> _TASK TO COMPLETE_:
Say how many lines in the records contain the string "PullRequestsParams", giving the number by itself.

(Stored items)
• • • • •

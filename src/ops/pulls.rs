use rmcp::schemars;
use serde::{Deserialize, Serialize};
use serde_json::{json, Value};

use crate::client::{repo_route, GithubClient};
use crate::error::GithubToolsError;

#[derive(
    Debug, Clone, Copy, Default, PartialEq, Eq, Serialize, Deserialize, schemars::JsonSchema,
)]
#[serde(rename_all = "lowercase")]
pub enum PullState {
    All,
    #[default]
    Open,
    Closed,
}

impl PullState {
    pub fn as_str(self) -> &'static str {
        match self {
            PullState::All => "all",
            PullState::Open => "open",
            PullState::Closed => "closed",
        }
    }
}

#[derive(Debug, Deserialize, schemars::JsonSchema)]
pub struct PullRequestsParams {
    #[schemars(description = "Repository owner (user or org)")]
    pub owner: String,

    #[schemars(description = "Repository name")]
    pub repo: String,

    #[schemars(description = "Filter by state: open, closed, or all (default: open)")]
    #[serde(default)]
    pub state: PullState,
}

#[derive(Debug, Deserialize, schemars::JsonSchema)]
pub struct CreatePullRequestParams {
    #[schemars(description = "Repository owner (user or org)")]
    pub owner: String,

    #[schemars(description = "Repository name")]
    pub repo: String,

    #[schemars(description = "Branch containing the changes")]
    pub head: String,

    #[schemars(description = "Branch to merge into")]
    pub base: String,

    #[schemars(description = "Pull request title")]
    pub title: String,

    #[schemars(description = "Pull request description")]
    #[serde(default)]
    pub body: String,
}

pub async fn get_pull_requests(
    client: &GithubClient,
    params: &PullRequestsParams,
) -> Result<Value, GithubToolsError> {
    let route = format!("{}/pulls", repo_route(&params.owner, &params.repo)?);
    client
        .get(&route, Some(&[("state", params.state.as_str())]))
        .await
}

pub async fn create_pull_request(
    client: &GithubClient,
    params: &CreatePullRequestParams,
) -> Result<Value, GithubToolsError> {
    let route = format!("{}/pulls", repo_route(&params.owner, &params.repo)?);
    tracing::info!(head = %params.head, base = %params.base, "Opening pull request");
    client
        .post(
            &route,
            &json!({
                "head": params.head,
                "base": params.base,
                "title": params.title,
                "body": params.body,
            }),
        )
        .await
}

• • • • •

> _ANSWER SECTION_:
2